There’s a dark reason for Billie Eilish’s signature look.
The Grammy-winning 18-year-old says she often doesn’t feel attractive to the people she dates, and as a result, dresses in baggy clothes.
“Here’s a bomb for you: I have never felt desired,” Eilish tells GQ in an interview published Thursday. “My past boyfriends never made me feel desired. None of them. And it’s a big thing in my life that I feel I have never been physically desired by somebody.”
In response to this, the singer dresses in clothes that don’t show off her body, in order to hide it from the world and its judgments.
“I dress the way I dress as I don’t like to think of you guys — I mean anyone, everyone — judging it, or the size of it,” says Eilish.
Some days, though, she feels confident enough to make an exception: “But that doesn’t mean that I won’t wake up one day and decide to wear a tank top, which I have done before.”

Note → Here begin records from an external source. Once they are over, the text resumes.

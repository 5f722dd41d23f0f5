//! Process and interface prerequisites checked before the engine starts.

use crate::error::EngineError;
use caps::{CapSet, Capability};
use std::ffi::{CStr, CString};
use std::io;
use std::net::Ipv4Addr;

/// Capabilities needed to load BPF programs, create AF_XDP sockets and pin
/// the shared memory region.
pub const REQUIRED_CAPS: &[Capability] = &[
    Capability::CAP_NET_ADMIN,
    Capability::CAP_NET_RAW,
    Capability::CAP_BPF,
    Capability::CAP_IPC_LOCK,
];

/// Fails with `EngineError::Privilege` naming every missing capability.
pub fn check_privileges() -> Result<(), EngineError> {
    let mut missing = Vec::new();
    for cap in REQUIRED_CAPS {
        let has = caps::has_cap(None, CapSet::Effective, *cap)
            .map_err(|e| EngineError::Privilege(format!("cannot read capabilities: {e}")))?;
        if !has {
            missing.push(cap.to_string());
        }
    }
    if missing.is_empty() {
        Ok(())
    } else {
        Err(EngineError::Privilege(format!(
            "missing {} (run as root)",
            missing.join(", ")
        )))
    }
}

/// Removes the locked memory limit so the whole UMEM can be pinned.
pub fn raise_memlock_limit() -> Result<(), EngineError> {
    let rlim = libc::rlimit {
        rlim_cur: libc::RLIM_INFINITY,
        rlim_max: libc::RLIM_INFINITY,
    };
    if unsafe { libc::setrlimit(libc::RLIMIT_MEMLOCK, &rlim) } != 0 {
        return Err(EngineError::resource(
            "could not lift RLIMIT_MEMLOCK",
            io::Error::last_os_error(),
        ));
    }
    Ok(())
}

/// Resolves an interface name to its index.
pub fn if_index_by_name(name: &str) -> Result<u32, EngineError> {
    let c_name =
        CString::new(name).map_err(|_| EngineError::InterfaceNotFound(name.to_string()))?;
    match unsafe { libc::if_nametoindex(c_name.as_ptr()) } {
        0 => Err(EngineError::InterfaceNotFound(name.to_string())),
        if_index => Ok(if_index),
    }
}

/// First IPv4 address of an interface that is up.
pub fn ipv4_by_name(name: &str) -> Result<Ipv4Addr, EngineError> {
    let mut addrs: *mut libc::ifaddrs = std::ptr::null_mut();
    if unsafe { libc::getifaddrs(&mut addrs) } != 0 {
        return Err(EngineError::Io(io::Error::last_os_error()));
    }
    let mut found = None;
    let mut cursor = addrs;
    while !cursor.is_null() {
        let ifa = unsafe { &*cursor };
        cursor = ifa.ifa_next;
        if ifa.ifa_addr.is_null() || ifa.ifa_flags & libc::IFF_UP as libc::c_uint == 0 {
            continue;
        }
        if unsafe { (*ifa.ifa_addr).sa_family } != libc::AF_INET as libc::sa_family_t {
            continue;
        }
        if unsafe { CStr::from_ptr(ifa.ifa_name) }.to_bytes() != name.as_bytes() {
            continue;
        }
        let sin = unsafe { &*(ifa.ifa_addr as *const libc::sockaddr_in) };
        found = Some(Ipv4Addr::from(u32::from_be(sin.sin_addr.s_addr)));
        break;
    }
    unsafe { libc::freeifaddrs(addrs) };
    found.ok_or_else(|| EngineError::InterfaceNotFound(format!("{name} (no IPv4 address or down)")))
}

/// Reads the hardware address of an interface.
pub fn mac_by_ifindex(if_index: u32) -> io::Result<[u8; 6]> {
    let socket_fd =
        unsafe { libc::socket(libc::AF_INET, libc::SOCK_DGRAM | libc::SOCK_CLOEXEC, 0) };
    if socket_fd < 0 {
        return Err(io::Error::last_os_error());
    }
    let result = unsafe {
        let mut if_req: libc::ifreq = std::mem::zeroed();
        if_req.ifr_ifru.ifru_ifindex = if_index as libc::c_int;
        if libc::ioctl(socket_fd, libc::SIOCGIFNAME, &mut if_req) < 0 {
            Err(io::Error::last_os_error())
        } else if libc::ioctl(socket_fd, libc::SIOCGIFHWADDR, &mut if_req) < 0 {
            Err(io::Error::last_os_error())
        } else {
            let mut mac = [0u8; 6];
            for (octet, byte) in mac.iter_mut().zip(&if_req.ifr_ifru.ifru_hwaddr.sa_data[..6]) {
                *octet = *byte as u8;
            }
            Ok(mac)
        }
    };
    unsafe { libc::close(socket_fd) };
    result
}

Eilish has been tight-lipped about her love life since becoming famous. But she’s recently devoted more attention to issues of body image. She took to YouTube in May, posting a now-viral short film called “Not My Responsibility,” depicting her almost entirely removing her black tank top. The response to the film was not exactly surprising — but she was OK with it, she said.
“Well, I do that and suddenly my boobs are trending on Twitter. Which is fine — that s–t looks good,” the “Bad Guy” singer told GQ.

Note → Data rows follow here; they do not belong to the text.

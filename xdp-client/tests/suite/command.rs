use std::io::{Error, Result};
use std::process::{Command, Stdio};

pub fn execute_command(command: &str) -> Result<()> {
    let output = Command::new("sh")
        .arg("-c")
        .arg(command)
        .stdout(Stdio::piped())
        .stderr(Stdio::piped())
        .output()?;

    if !output.status.success() {
        return Err(Error::other(format!(
            "Command failed with status {}: {}",
            output.status,
            String::from_utf8_lossy(&output.stderr)
        )));
    }
    log::info!("Command succeeded: {}", command);
    log::debug!("Output: {}", String::from_utf8_lossy(&output.stdout));
    Ok(())
}

/// Whether the process holds every capability in `required`.
pub fn has_capabilities(required: &[caps::Capability]) -> bool {
    required.iter().all(|cap| {
        caps::has_cap(None, caps::CapSet::Effective, *cap).unwrap_or_else(|e| {
            log::warn!("cannot read capability {cap}: {e}");
            false
        })
    })
}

The slut-shaming that followed Eilish posting a rare swimsuit photo, however, was less encouraging. “There were comments like, ‘I don’t like her anymore because as soon as she turns 18 she’s a whore.’ Like, dude. I can’t win,” she told Dazed magazine after the January incident.
Her wardrobe has thus grown into a spectrum of styles so she can dress to fit her daily mood, but the wide range of looks she sports also makes her feel trapped.

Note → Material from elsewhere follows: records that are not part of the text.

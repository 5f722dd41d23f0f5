#![cfg(test)]

mod config;
mod pool;
mod program;

use crate::channel::{Consumer, Producer};
use crate::config::EngineConfig;
use crate::engine::Engine;
use crate::mmap::OwnedMmap;
use crate::program::{AttachMode, Attachment, RedirectProgram, XskMap};
use crate::ring::{Ring, XdpDesc};
use crate::socket::XskSocket;
use crate::umem::Umem;
use std::cell::RefCell;
use std::io;
use std::rc::Rc;

/// The kernel's ends of the four rings of a simulated engine.
pub(crate) struct Kernel {
    pub fill: Consumer<u64>,
    pub completion: Producer<u64>,
    pub rx: Option<Producer<XdpDesc>>,
    pub tx: Option<Consumer<XdpDesc>>,
}

impl Kernel {
    /// Takes every buffer the engine posted to the Fill ring.
    pub fn take_fill(&mut self) -> Vec<u64> {
        let slots = self.fill.peek(self.fill.size());
        let addrs = slots.iter().map(|i| self.fill.read(i)).collect();
        self.fill.release(slots.count);
        addrs
    }

    /// Delivers packets into the Receive ring; returns how many fit.
    pub fn receive(&mut self, packets: &[(u64, u32)]) -> u32 {
        let rx = self.rx.as_mut().expect("engine has no receive ring");
        let slots = rx.reserve(packets.len() as u32);
        for (index, &(addr, len)) in slots.iter().zip(packets) {
            rx.write(index, XdpDesc::new(addr, len));
        }
        rx.submit(slots.count);
        slots.count
    }

    /// Drains the Submit ring.
    pub fn take_tx(&mut self) -> Vec<XdpDesc> {
        let tx = self.tx.as_mut().expect("engine has no submit ring");
        let slots = tx.peek(tx.size());
        let descs = slots.iter().map(|i| tx.read(i)).collect();
        tx.release(slots.count);
        descs
    }

    /// Reports transmitted frames on the Completion ring.
    pub fn complete(&mut self, addrs: &[u64]) {
        let slots = self.completion.reserve(addrs.len() as u32);
        assert_eq!(slots.count as usize, addrs.len(), "completion ring overflow");
        for (index, &addr) in slots.iter().zip(addrs) {
            self.completion.write(index, addr);
        }
        self.completion.submit(slots.count);
    }
}

fn ring_pair<T: Copy>(size: u32) -> (Ring<T>, Ring<T>) {
    let ring = Ring::anonymous(size).expect("anonymous ring");
    let peer = ring.peer();
    (ring, peer)
}

/// Builds a running engine whose rings are served by the returned `Kernel`
/// instead of a driver.
pub(crate) fn simulated<P: RedirectProgram>(
    config: EngineConfig,
    attachment: Option<Attachment<P>>,
) -> (Engine<P>, Kernel) {
    let area = OwnedMmap::anonymous(config.umem_len(), Some(false)).expect("UMEM area");
    let (fill, kernel_fill) = ring_pair::<u64>(config.fill_size);
    let (completion, kernel_completion) = ring_pair::<u64>(config.comp_size);
    let umem = Umem::from_parts(
        area,
        Producer::new(fill),
        Consumer::new(completion),
        config.frame_size,
        config.frame_count,
    );

    let (rx, kernel_rx) = if config.direction.receives() {
        let (rx, peer) = ring_pair::<XdpDesc>(config.rx_size);
        (Some(Consumer::new(rx)), Some(Producer::new(peer)))
    } else {
        (None, None)
    };
    let (tx, kernel_tx) = if config.direction.transmits() {
        let (tx, peer) = ring_pair::<XdpDesc>(config.tx_size);
        (Some(Producer::new(tx)), Some(Consumer::new(peer)))
    } else {
        (None, None)
    };
    let socket = XskSocket::from_parts(rx, tx, config.queue_id);

    let kernel = Kernel {
        fill: Consumer::new(kernel_fill),
        completion: Producer::new(kernel_completion),
        rx: kernel_rx,
        tx: kernel_tx,
    };
    let engine = Engine::assemble(config, attachment, Some(umem), Some(socket));
    (engine, kernel)
}

/// Small engine shape used across the tests.
pub(crate) fn small_config() -> EngineConfig {
    EngineConfig {
        frame_count: 8,
        frame_size: 2048,
        rx_size: 4,
        tx_size: 4,
        fill_size: 4,
        comp_size: 4,
        tx_backlog: 8,
        ..EngineConfig::default()
    }
}

#[derive(Debug, Clone, Copy, PartialEq, Eq)]
pub(crate) enum Call {
    Attach(u32, AttachMode),
    Detach(u32, AttachMode),
}

/// Redirect program that records calls and fails the modes it is told to.
#[derive(Default, Clone)]
pub(crate) struct MockProgram {
    pub calls: Rc<RefCell<Vec<Call>>>,
    pub fail_native: bool,
    pub fail_skb: bool,
}

impl MockProgram {
    pub fn calls(&self) -> Vec<Call> {
        self.calls.borrow().clone()
    }
}

impl RedirectProgram for MockProgram {
    fn attach(&mut self, if_index: u32, mode: AttachMode) -> io::Result<()> {
        self.calls.borrow_mut().push(Call::Attach(if_index, mode));
        let fail = match mode {
            AttachMode::Native => self.fail_native,
            AttachMode::Skb => self.fail_skb,
        };
        if fail {
            return Err(io::Error::from_raw_os_error(libc::EOPNOTSUPP));
        }
        Ok(())
    }

    fn detach(&mut self, if_index: u32, mode: AttachMode) -> io::Result<()> {
        self.calls.borrow_mut().push(Call::Detach(if_index, mode));
        Ok(())
    }

    fn xsk_map(&self) -> Option<XskMap> {
        None
    }
}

“Sometimes I dress like a boy. Sometimes I dress like a swaggy girl. And sometimes I feel trapped by this persona that I have created, because sometimes I think people view me not as a woman,” she says.
While her relationship with her body is complex, she also feels empowered by the control she knows she has over it, and how much of it she wants to show to the public.
“[My] body is mine and yours is yours. Our own bodies are kind of the only real things which are truly ours. I get to see it and get to show it when I want to,” she says.